We’ll get there… but until we do, the best way to make better ops decisions faster is to make data tell stories based on an awareness of infrastructure health. Data becomes information when we can associate meaning with patterns – that is, when strings of 0s and 1s indicate business impact.
For instance, data – CPU usage spiking on a node – might mean anything. Information is when knowing it spiked two standard deviations above normal on the master Redis cluster means swap the paging file then restart sentinel. That’s a pattern associated with action and impact. Anomalies are just that until integrated with business logic and correlated with service health.
That’s what we’re launching today: BigPanda Service Health Analytics. It’s a new concept we pioneered that finally moves beyond dashboards as eye candy to a new place where analytics can be used to make better decisions. Service Health Analytics exposes all data from all monitoring sources in the form of configurable dashboards. It provides these pre-configured reports:
- Top alerting hosts
- Top alerting checks
- Correlation ratios from raw alerts to incidents
- Mean time to resolution for incidents
All dashboards provide two global filters – Environments and time periods – and all customizations can be named and saved for quick access. Pre-configured and custom dashboards can be shared externally with team members via one-click Snapshots.
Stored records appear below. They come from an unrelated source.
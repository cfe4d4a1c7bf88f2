//! Integration tests for the upload-and-publish pipeline.
//!
//! The network seams ([`FileHost`], [`PageService`]) are replaced with
//! scripted in-memory implementations, and every test that exercises retry
//! or flood-control timing runs on tokio's paused clock so "sleeps exactly
//! 2 seconds" is asserted against virtual time, instantly.

use snapgraph::pipeline::upload::upload_with_retry;
use snapgraph::{
    enumerate_images, publish_files, ApiError, FileHost, HostError, Identity, PageRequest,
    PageService, PublishConfig, PublishError, Session, TokenStore,
};
use std::collections::VecDeque;
use std::path::Path;
use std::sync::atomic::{AtomicUsize, Ordering};
use std::sync::Mutex;
use tempfile::TempDir;
use tokio::time::{Duration, Instant};

// ── Mock services ────────────────────────────────────────────────────────────

/// Scripted file host: pops one outcome per call; once the script is empty,
/// echoes a URL derived from the file name (the all-success case).
#[derive(Default)]
struct ScriptedHost {
    script: Mutex<VecDeque<Result<String, ()>>>,
    calls: Mutex<Vec<Instant>>,
}

impl ScriptedHost {
    fn failing_times(n: usize) -> Self {
        let host = Self::default();
        host.script
            .lock()
            .unwrap()
            .extend(std::iter::repeat_with(|| Err(())).take(n));
        host
    }

    fn call_times(&self) -> Vec<Instant> {
        self.calls.lock().unwrap().clone()
    }
}

impl FileHost for ScriptedHost {
    async fn push(&self, file: &Path) -> Result<String, HostError> {
        self.calls.lock().unwrap().push(Instant::now());
        match self.script.lock().unwrap().pop_front() {
            Some(Ok(url)) => Ok(url),
            Some(Err(())) => Err(HostError::Status {
                status: 503,
                body: "service unavailable".into(),
            }),
            None => Ok(format!(
                "https://files.example/{}",
                file.file_name().unwrap().to_string_lossy()
            )),
        }
    }
}

/// Scripted page service: registration always issues the same token; page
/// creation pops one outcome per call (Err = flood-wait seconds), then
/// defaults to success.
#[derive(Default)]
struct ScriptedPages {
    account_calls: AtomicUsize,
    page_calls: AtomicUsize,
    tokens_seen: Mutex<Vec<String>>,
    bodies: Mutex<Vec<String>>,
    page_script: Mutex<VecDeque<Result<String, u64>>>,
}

impl ScriptedPages {
    fn flooding_once(seconds: u64, then_path: &str) -> Self {
        let pages = Self::default();
        {
            let mut script = pages.page_script.lock().unwrap();
            script.push_back(Err(seconds));
            script.push_back(Ok(then_path.to_string()));
        }
        pages
    }
}

const MOCK_TOKEN: &str = "tok-mock-1234";

impl PageService for &ScriptedPages {
    async fn create_account(&self, _identity: &Identity) -> Result<String, ApiError> {
        self.account_calls.fetch_add(1, Ordering::SeqCst);
        Ok(MOCK_TOKEN.to_string())
    }

    async fn create_page(
        &self,
        access_token: &str,
        request: &PageRequest<'_>,
    ) -> Result<String, ApiError> {
        self.page_calls.fetch_add(1, Ordering::SeqCst);
        self.tokens_seen
            .lock()
            .unwrap()
            .push(access_token.to_string());
        self.bodies
            .lock()
            .unwrap()
            .push(request.html_content.to_string());
        match self.page_script.lock().unwrap().pop_front() {
            Some(Err(seconds)) => Err(ApiError::FloodWait { seconds }),
            Some(Ok(path)) => Ok(path),
            None => Ok("mock-page".to_string()),
        }
    }
}

fn identity() -> Identity {
    Identity {
        short_name: "cafe0123".into(),
        author_name: "tester".into(),
        author_url: "https://example.com/tester".into(),
    }
}

fn write_files(dir: &TempDir, names: &[&str]) {
    for name in names {
        std::fs::write(dir.path().join(name), b"fake image bytes").unwrap();
    }
}

fn test_config(domain: &str) -> PublishConfig {
    PublishConfig::builder()
        .domain(domain)
        .max_upload_attempts(3)
        .upload_retry_delay_ms(2000)
        .upload_pause_ms(1000)
        .build()
        .unwrap()
}

// ── Uploader retry policy ────────────────────────────────────────────────────

#[tokio::test(start_paused = true)]
async fn upload_retries_twice_then_succeeds_with_configured_delay() {
    let host = ScriptedHost::failing_times(2);
    let result = upload_with_retry(&host, Path::new("shot1.png"), 3, 2000).await;

    assert_eq!(
        result.url.as_deref(),
        Some("https://files.example/shot1.png")
    );
    assert_eq!(result.attempts, 3);
    assert!(result.error.is_none());

    let times = host.call_times();
    assert_eq!(times.len(), 3);
    assert_eq!(times[1] - times[0], Duration::from_secs(2));
    assert_eq!(times[2] - times[1], Duration::from_secs(2));
}

#[tokio::test(start_paused = true)]
async fn upload_gives_up_after_exact_attempt_count() {
    let host = ScriptedHost::failing_times(10);
    let result = upload_with_retry(&host, Path::new("shot1.png"), 3, 2000).await;

    assert!(result.url.is_none());
    assert_eq!(result.attempts, 3);
    assert_eq!(host.call_times().len(), 3);
    let error = result.error.expect("terminal failure is recorded");
    assert!(error.to_string().contains("HTTP 503"));
}

// ── Zero-success guard ───────────────────────────────────────────────────────

#[tokio::test(start_paused = true)]
async fn zero_successful_uploads_creates_no_page() {
    let dir = TempDir::new().unwrap();
    write_files(&dir, &["a.png", "b.png"]);
    let files = enumerate_images(dir.path()).await.unwrap();

    let host = ScriptedHost::failing_times(6); // 2 files × 3 attempts
    let pages = ScriptedPages::default();
    let mut session = Session::new(&pages, None, identity());

    let err = publish_files(&files, &mut session, &host, &test_config("graph.org"))
        .await
        .unwrap_err();

    assert!(matches!(
        err,
        PublishError::NoUploadsSucceeded {
            total: 2,
            attempts: 3
        }
    ));
    assert_eq!(pages.page_calls.load(Ordering::SeqCst), 0);
}

// ── Session bootstrap ────────────────────────────────────────────────────────

#[tokio::test]
async fn persisted_token_skips_registration() {
    let dir = TempDir::new().unwrap();
    let store = TokenStore::new(dir.path().join("credentials.json"));
    store.save("persisted-tok").unwrap();

    let pages = ScriptedPages::default();
    let mut session = Session::new(&pages, Some(store), identity());
    assert!(session.is_ready());

    session.ensure_ready().await.unwrap();
    assert_eq!(pages.account_calls.load(Ordering::SeqCst), 0);

    let path = session.create_page("Screenshots", "<p>x</p>").await.unwrap();
    assert_eq!(path, "mock-page");
    assert_eq!(*pages.tokens_seen.lock().unwrap(), vec!["persisted-tok"]);
}

#[tokio::test]
async fn fresh_session_registers_once_and_persists() {
    let dir = TempDir::new().unwrap();
    let token_path = dir.path().join("credentials.json");
    let store = TokenStore::new(&token_path);

    let pages = ScriptedPages::default();
    let mut session = Session::new(&pages, Some(store), identity());
    assert!(!session.is_ready());

    session.ensure_ready().await.unwrap();
    session.ensure_ready().await.unwrap(); // idempotent
    assert_eq!(pages.account_calls.load(Ordering::SeqCst), 1);

    // The fresh token is used for page creation…
    session.create_page("Screenshots", "<p>x</p>").await.unwrap();
    assert_eq!(*pages.tokens_seen.lock().unwrap(), vec![MOCK_TOKEN]);

    // …and landed in the store file.
    assert_eq!(
        TokenStore::new(&token_path).load().as_deref(),
        Some(MOCK_TOKEN)
    );
}

// ── Flood control ────────────────────────────────────────────────────────────

#[tokio::test(start_paused = true)]
async fn flood_wait_sleeps_server_mandated_duration_once() {
    let pages = ScriptedPages::flooding_once(2, "page-after-wait");
    let mut session = Session::new(&pages, None, identity());
    session.ensure_ready().await.unwrap();

    let start = Instant::now();
    let path = session.create_page("Screenshots", "<p>x</p>").await.unwrap();

    assert_eq!(path, "page-after-wait");
    assert_eq!(start.elapsed(), Duration::from_secs(2));
    assert_eq!(pages.page_calls.load(Ordering::SeqCst), 2);
}

// ── End to end ───────────────────────────────────────────────────────────────

#[tokio::test(start_paused = true)]
async fn directory_publishes_in_natural_order() {
    let dir = TempDir::new().unwrap();
    write_files(&dir, &["b.png", "a.png", "10.png", "2.png"]);

    let files = enumerate_images(dir.path()).await.unwrap();
    let names: Vec<_> = files
        .iter()
        .map(|p| p.file_name().unwrap().to_string_lossy().into_owned())
        .collect();
    assert_eq!(names, ["2.png", "10.png", "a.png", "b.png"]);

    let host = ScriptedHost::default(); // echoes per-file URLs
    let pages = ScriptedPages::default();
    let mut session = Session::new(&pages, None, identity());

    let output = publish_files(&files, &mut session, &host, &test_config("pages.example"))
        .await
        .unwrap();

    assert_eq!(output.page_url, "https://pages.example/mock-page");
    assert_eq!(output.page_path, "mock-page");
    assert_eq!(output.stats.uploaded, 4);
    assert_eq!(output.stats.failed, 0);

    let bodies = pages.bodies.lock().unwrap();
    let body = &bodies[0];
    assert_eq!(body.matches("<img").count(), 4);
    let pos = |needle: &str| {
        body.find(needle)
            .unwrap_or_else(|| panic!("missing fragment {needle} in {body}"))
    };
    assert!(pos("files.example/2.png") < pos("files.example/10.png"));
    assert!(pos("files.example/10.png") < pos("files.example/a.png"));
    assert!(pos("files.example/a.png") < pos("files.example/b.png"));
}

#[tokio::test(start_paused = true)]
async fn failed_files_are_skipped_but_page_still_publishes() {
    let dir = TempDir::new().unwrap();
    write_files(&dir, &["1.png", "2.png"]);
    let files = enumerate_images(dir.path()).await.unwrap();

    // First file burns all 3 attempts, second succeeds immediately.
    let host = ScriptedHost::failing_times(3);
    let pages = ScriptedPages::default();
    let mut session = Session::new(&pages, None, identity());

    let output = publish_files(&files, &mut session, &host, &test_config("graph.org"))
        .await
        .unwrap();

    assert_eq!(output.stats.uploaded, 1);
    assert_eq!(output.stats.failed, 1);
    assert!(!output.uploads[0].succeeded());
    assert!(output.uploads[1].succeeded());

    let bodies = pages.bodies.lock().unwrap();
    assert_eq!(bodies[0].matches("<img").count(), 1);
    assert!(bodies[0].contains("files.example/2.png"));
}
I’ve seen hundreds of dashboards from at least that many vendors. I’m proud to say Service Health Analytics is the most elegant, easy to use design for IT ops. Give it a try in your BigPanda org or sign up for a free trial and let me know what you think. There’s a feedback widget on the dashboard and we review (and respond to!) every comment or suggestion.
Not surprisingly, we use BigPanda Service Health Analytics extensively to understand how the world manages IT infrastructure. Here are three examples of the insights it provides that help us run our business:
- The most popular monitoring stacks consist of six to eight tools (modal value – observed in 72% of all IT orgs) and include at least one from each of the following plus other specialized or custom tools: an open source systems management tool (Nagios, Zabbix, or Icinga) combined with an APM tool (New Relic, AppDynamics, or Dynatrace), an error detection tool like Sentry and a log analytics tool (typically Splunk or, increasingly, Logstash).
- The noisiest tools in the stack based on aggregated ratios of raw alerts to correlated incidents are Nagios, CloudWatch, and Splunk (average compression ratios above 97% for those tools vs. 92% for all tools).
- There’s an unexpected correlation between NOC team size and incident volume. Adding NOC engineers actually increases incident volume. We need to investigate that relationship (correlation is not causation!) but anecdotally it seems larger organizations have more complex infrastructure distributed across more datacenters that generates more alerts… and they tend to compensate for investment in process with investment in people.
DevOps will transition to NoOps when we all trust systems to self-diagnose and self-heal. With the rise of sensor networks, personal area clouds, and IoT, that future is closer than you’d think and yet it’s still three to five years out. Until then, we’ll rely on Service Health Analytics to distill data into information and information into better ops decisions made faster.